= What is needed =
A stretch of the entries below is to be set down exactly, running from the line with "farm.upgrade(FARM_PLOT_UPGRADE_PLOTS);" through the line with "---- Dual cultivation", both included, and no other line.

▽

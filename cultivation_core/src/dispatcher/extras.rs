//! Commands for the "other systems" features:
//! blessed land, spirit farm, dual cultivation, and spirit eye. Each
//! follows the same tick-since-last-collect idiom and has no sub-pipeline depth of its own; the dispatcher's
//! job here is purely routing plus gold/inventory bookkeeping.

use crate::error::DispatchError;
use crate::features::{self, BlessedLand, SpiritEye, SpiritFarm};

use super::Dispatcher;

const FARM_PLOT_UPGRADE_PLOTS: usize = 2;
const FARM_UPGRADE_PRICE: u64 = 300;
const HERB_PLANT_COST: u64 = 10;

// ---- Blessed land ----------------------------------------------------

pub fn blessed_land_info(dispatcher: &Dispatcher, user_id: &str, now: i64) -> Result<String, DispatchError> {
    match dispatcher.world.blessed_lands.get(user_id) {
        Some(land) => Ok(format!(
            "blessed land: tier {} level {} ({} gold unclaimed, upgrade costs {} gold)",
            land.tier,
            land.level,
            land.accrued_yield(now),
            land.upgrade_price()
        )),
        None => Ok(format!("no blessed land yet; purchase for {} gold", BlessedLand::purchase_price(1))),
    }
}

pub fn purchase_blessed_land(dispatcher: &mut Dispatcher, user_id: &str, now: i64) -> Result<String, DispatchError> {
    if dispatcher.world.blessed_lands.contains_key(user_id) {
        return Err(DispatchError::Conflict {
            reason: "you already own a blessed land".to_string(),
        });
    }
    let price = BlessedLand::purchase_price(1);
    let player = dispatcher.player_mut(user_id)?;
    if player.gold < price {
        return Err(DispatchError::PreconditionNotMet {
            reason: format!("insufficient gold: have {}, need {price}", player.gold),
        });
    }
    player.gold -= price;
    dispatcher.world.blessed_lands.insert(user_id.to_string(), BlessedLand::purchase(now));
    Ok(format!("blessed land purchased for {price} gold"))
}

pub fn upgrade_blessed_land(dispatcher: &mut Dispatcher, user_id: &str, now: i64) -> Result<String, DispatchError> {
    let land = dispatcher
        .world
        .blessed_lands
        .get(user_id)
        .ok_or_else(|| DispatchError::PreconditionNotMet {
            reason: "you do not own a blessed land".to_string(),
        })?;
    let price = land.upgrade_price();
    let player = dispatcher.player_mut(user_id)?;
    if player.gold < price {
        return Err(DispatchError::PreconditionNotMet {
            reason: format!("insufficient gold: have {}, need {price}", player.gold),
        });
    }
    player.gold -= price;
    let land = dispatcher.world.blessed_lands.get_mut(user_id).expect("checked above");
    land.collect(now);
    land.upgrade();
    Ok(format!("blessed land upgraded to level {}", land.level))
}

pub fn collect_blessed_land(dispatcher: &mut Dispatcher, user_id: &str, now: i64) -> Result<String, DispatchError> {
    let land = dispatcher
        .world
        .blessed_lands
        .get_mut(user_id)
        .ok_or_else(|| DispatchError::PreconditionNotMet {
            reason: "you do not own a blessed land".to_string(),
        })?;
    let amount = land.collect(now);
    let player = dispatcher.player_mut(user_id)?;
    player.gold += amount;
    Ok(format!("collected {amount} gold from your blessed land"))
}

pub fn advance_blessed_land_cmd(dispatcher: &mut Dispatcher, user_id: &str, args: &[&str]) -> Result<String, DispatchError> {
    let kind = args.first().copied().unwrap_or("tier");
    let land = dispatcher
        .world
        .blessed_lands
        .get_mut(user_id)
        .ok_or_else(|| DispatchError::PreconditionNotMet {
            reason: "you do not own a blessed land".to_string(),
        })?;
    features::advance_blessed_land(land, kind)?;
    Ok(format!("blessed land advanced to tier {}", land.tier))
}

// ---- Spirit farm -------------------------------------------------------

pub fn farm_info(dispatcher: &Dispatcher, user_id: &str, now: i64) -> Result<String, DispatchError> {
    match dispatcher.world.spirit_farms.get(user_id) {
        Some(farm) => {
            let plots: Vec<String> = farm
                .plots
                .iter()
                .map(|p| match p {
                    Some(herb) if now >= herb.ready_at => format!("{} (ready)", herb.herb),
                    Some(herb) => format!("{} (ready in {}s)", herb.herb, herb.ready_at - now),
                    None => "empty".to_string(),
                })
                .collect();
            Ok(format!("spirit farm: {}", plots.join(", ")))
        }
        None => Ok("no spirit farm yet; use create_farm".to_string()),
    }
}

pub fn create_farm(dispatcher: &mut Dispatcher, user_id: &str) -> Result<String, DispatchError> {
    dispatcher.player(user_id)?;
    if dispatcher.world.spirit_farms.contains_key(user_id) {
        return Err(DispatchError::Conflict {
            reason: "you already have a spirit farm".to_string(),
        });
    }
    dispatcher.world.spirit_farms.insert(user_id.to_string(), SpiritFarm::create());
    Ok("spirit farm created with 3 plots".to_string())
}

pub fn plant(dispatcher: &mut Dispatcher, user_id: &str, args: &[&str], now: i64) -> Result<String, DispatchError> {
    let herb = args.first().ok_or_else(|| DispatchError::PreconditionNotMet {
        reason: "plant requires an herb name".to_string(),
    })?;
    let count = args.get(1).and_then(|s| s.parse::<u32>().ok()).unwrap_or(1).max(1);
    let cost = HERB_PLANT_COST * count as u64;

    let player = dispatcher.player_mut(user_id)?;
    if player.gold < cost {
        return Err(DispatchError::PreconditionNotMet {
            reason: format!("insufficient gold: have {}, need {cost}", player.gold),
        });
    }
    player.gold -= cost;

    let farm = dispatcher
        .world
        .spirit_farms
        .get_mut(user_id)
        .ok_or_else(|| DispatchError::PreconditionNotMet {
            reason: "you do not have a spirit farm yet".to_string(),
        })?;
    let mut planted = 0;
    for _ in 0..count {
        if farm.plant(herb, now).is_err() {
            break;
        }
        planted += 1;
    }
    if planted == 0 {
        let player = dispatcher.player_mut(user_id)?;
        player.gold += cost;
        return Err(DispatchError::PreconditionNotMet {
            reason: "no free plots".to_string(),
        });
    }
    Ok(format!("planted {planted}x {herb}"))
}

pub fn harvest(dispatcher: &mut Dispatcher, user_id: &str, now: i64) -> Result<String, DispatchError> {
    let farm = dispatcher
        .world
        .spirit_farms
        .get_mut(user_id)
        .ok_or_else(|| DispatchError::PreconditionNotMet {
            reason: "you do not have a spirit farm yet".to_string(),
        })?;
    let harvested = farm.harvest(now);
    if harvested.is_empty() {
        return Ok("nothing ready to harvest".to_string());
    }
    let player = dispatcher.player_mut(user_id)?;
    for herb in &harvested {
        player.storage_ring.store(herb, 1)?;
    }
    Ok(format!("harvested: {}", harvested.join(", ")))
}

pub fn upgrade_farm(dispatcher: &mut Dispatcher, user_id: &str, _args: &[&str]) -> Result<String, DispatchError> {
    let player = dispatcher.player_mut(user_id)?;
    if player.gold < FARM_UPGRADE_PRICE {
        return Err(DispatchError::PreconditionNotMet {
            reason: format!("insufficient gold: have {}, need {FARM_UPGRADE_PRICE}", player.gold),
        });
    }
    player.gold -= FARM_UPGRADE_PRICE;
    let farm = dispatcher
        .world
        .spirit_farms
        .get_mut(user_id)
        .ok_or_else(|| DispatchError::PreconditionNotMet {
            reason: "you do not have a spirit farm yet".to_string(),
        })?;
    farm.upgrade(FARM_PLOT_UPGRADE_PLOTS);
    Ok(format!("spirit farm upgraded to {} plots", farm.plots.len()))
}

// ---- Dual cultivation ---------------------------------------------------

pub fn dual(dispatcher: &mut Dispatcher, user_id: &str, args: &[&str], now: i64) -> Result<String, DispatchError> {
    let target_id = args.first().ok_or_else(|| DispatchError::PreconditionNotMet {
        reason: "dual requires a target user id".to_string(),
    })?;
    let (mut initiator, target) = dispatcher.take_pair(user_id, target_id)?;
    let result = features::offer_dual(&mut initiator, &target, now);
    dispatcher.return_pair(initiator, target);
    result?;
    Ok(format!("dual cultivation offered to {target_id}"))
}

pub fn accept_dual(dispatcher: &mut Dispatcher, user_id: &str, args: &[&str], now: i64) -> Result<String, DispatchError> {
    let initiator_id = args.first().ok_or_else(|| DispatchError::PreconditionNotMet {
        reason: "accept_dual requires the initiator's user id".to_string(),
    })?;
    let (mut initiator, mut target) = dispatcher.take_pair(initiator_id, user_id)?;
    let result = features::accept_dual(&mut initiator, &mut target, now);
    dispatcher.return_pair(initiator, target);
    result?;
    Ok(format!("dual cultivation with {initiator_id} confirmed"))
}

pub fn reject_dual(dispatcher: &mut Dispatcher, user_id: &str, args: &[&str]) -> Result<String, DispatchError> {
    let initiator_id = args.first().ok_or_else(|| DispatchError::PreconditionNotMet {
        reason: "reject_dual requires the initiator's user id".to_string(),
    })?;
    let (mut initiator, target) = dispatcher.take_pair(initiator_id, user_id)?;
    let result = features::reject_dual(&mut initiator, &target);
    dispatcher.return_pair(initiator, target);
    result?;
    Ok(format!("dual cultivation offer from {initiator_id} rejected"))
}

// ---- Spirit eye ----------------------------------------------------------

pub fn spirit_eye_info(dispatcher: &Dispatcher, args: &[&str], now: i64) -> Result<String, DispatchError> {
    let eye_id = args.first().ok_or_else(|| DispatchError::PreconditionNotMet {
        reason: "spirit_eye_info requires a spirit eye id".to_string(),
    })?;
    match dispatcher.world.spirit_eyes.get(*eye_id) {
        Some(SpiritEye::Unclaimed) | None => Ok(format!("spirit eye {eye_id} is unclaimed")),
        Some(SpiritEye::Claimed { owner, last_collect, .. }) => {
            let accrued = (((now - *last_collect).max(0) as f64) / 3600.0 * 30.0).floor() as u64;
            Ok(format!("spirit eye {eye_id} claimed by {owner}, {accrued} gold unclaimed"))
        }
    }
}

pub fn claim_spirit_eye(dispatcher: &mut Dispatcher, user_id: &str, args: &[&str], now: i64) -> Result<String, DispatchError> {
    let eye_id = args.first().ok_or_else(|| DispatchError::PreconditionNotMet {
        reason: "claim_spirit_eye requires a spirit eye id".to_string(),
    })?;
    dispatcher.player(user_id)?;
    let eye = dispatcher.world.spirit_eyes.entry(eye_id.to_string()).or_default();
    features::claim_spirit_eye(eye, user_id, now)?;
    Ok(format!("spirit eye {eye_id} claimed"))
}

pub fn collect_spirit_eye(dispatcher: &mut Dispatcher, user_id: &str, args: &[&str], now: i64) -> Result<String, DispatchError> {
    let eye_id = args.first().ok_or_else(|| DispatchError::PreconditionNotMet {
        reason: "collect_spirit_eye requires a spirit eye id".to_string(),
    })?;
    let eye = dispatcher
        .world
        .spirit_eyes
        .get_mut(*eye_id)
        .ok_or_else(|| DispatchError::NotFound {
            kind: "spirit_eye".to_string(),
            name: eye_id.to_string(),
        })?;
    let amount = features::collect_spirit_eye(eye, user_id, now)?;
    let player = dispatcher.player_mut(user_id)?;
    player.gold += amount;
    Ok(format!("collected {amount} gold from spirit eye {eye_id}"))
}

pub fn release_spirit_eye(dispatcher: &mut Dispatcher, user_id: &str, args: &[&str], now: i64) -> Result<String, DispatchError> {
    let eye_id = args.first().ok_or_else(|| DispatchError::PreconditionNotMet {
        reason: "release_spirit_eye requires a spirit eye id".to_string(),
    })?;
    let eye = dispatcher
        .world
        .spirit_eyes
        .get_mut(*eye_id)
        .ok_or_else(|| DispatchError::NotFound {
            kind: "spirit_eye".to_string(),
            name: eye_id.to_string(),
        })?;
    features::release_spirit_eye(eye, user_id, now)?;
    Ok(format!("spirit eye {eye_id} released"))
}

#[cfg(test)]
mod tests {
    use super::*;
    use rand::SeedableRng;
    use rand_chacha::ChaCha8Rng;

    fn dispatcher_with_player(user_id: &str) -> Dispatcher {
        let mut d = Dispatcher::with_defaults();
        let mut rng = ChaCha8Rng::seed_from_u64(1);
        super::super::identity::enter_cultivation(&mut d, user_id, "Alice", &[], 0, &mut rng).unwrap();
        d.player_mut(user_id).unwrap().gold = 10_000;
        d
    }

    #[test]
    fn blessed_land_purchase_upgrade_collect_round_trip() {
        let mut d = dispatcher_with_player("u1");
        purchase_blessed_land(&mut d, "u1", 0).unwrap();
        assert!(purchase_blessed_land(&mut d, "u1", 0).is_err());
        let msg = collect_blessed_land(&mut d, "u1", 3600).unwrap();
        assert!(msg.contains("gold"));
        upgrade_blessed_land(&mut d, "u1", 3600).unwrap();
        assert_eq!(d.world.blessed_lands.get("u1").unwrap().level, 2);
    }

    #[test]
    fn spirit_farm_plant_and_harvest() {
        let mut d = dispatcher_with_player("u1");
        create_farm(&mut d, "u1").unwrap();
        plant(&mut d, "u1", &["ginseng"], 0).unwrap();
        assert!(harvest(&mut d, "u1", 100).unwrap().contains("nothing"));
        let msg = harvest(&mut d, "u1", 999_999).unwrap();
        assert!(msg.contains("ginseng"));
        assert!(d.player("u1").unwrap().storage_ring.has("ginseng", 1));
    }

    #[test]
    fn dual_cultivation_offer_accept_flow() {
        let mut d = dispatcher_with_player("alice");
        let mut rng = ChaCha8Rng::seed_from_u64(2);
        super::super::identity::enter_cultivation(&mut d, "bob", "Bob", &[], 0, &mut rng).unwrap();
        dual(&mut d, "alice", &["bob"], 0).unwrap();
        accept_dual(&mut d, "bob", &["alice"], 10).unwrap();
        assert!(matches!(
            d.player("alice").unwrap().activity_state,
            crate::scheduler::ActivityState::Busy {
                kind: crate::types::ActivityKind::DualConfirmed,
                ..
            }
        ));
    }

    #[test]
    fn spirit_eye_claim_collect_release() {
        let mut d = dispatcher_with_player("u1");
        claim_spirit_eye(&mut d, "u1", &["eye1"], 0).unwrap();
        assert!(claim_spirit_eye(&mut d, "u1", &["eye1"], 10).is_err());
        let msg = collect_spirit_eye(&mut d, "u1", &["eye1"], 3600).unwrap();
        assert!(msg.contains("gold"));
        assert!(release_spirit_eye(&mut d, "u1", &["eye1"], 100).is_err());
        release_spirit_eye(&mut d, "u1", &["eye1"], 3700).unwrap();
    }
}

△

= Exercise output =
    farm.upgrade(FARM_PLOT_UPGRADE_PLOTS);
    Ok(format!("spirit farm upgraded to {} plots", farm.plots.len()))
}

// ---- Dual cultivation ---------------------------------------------------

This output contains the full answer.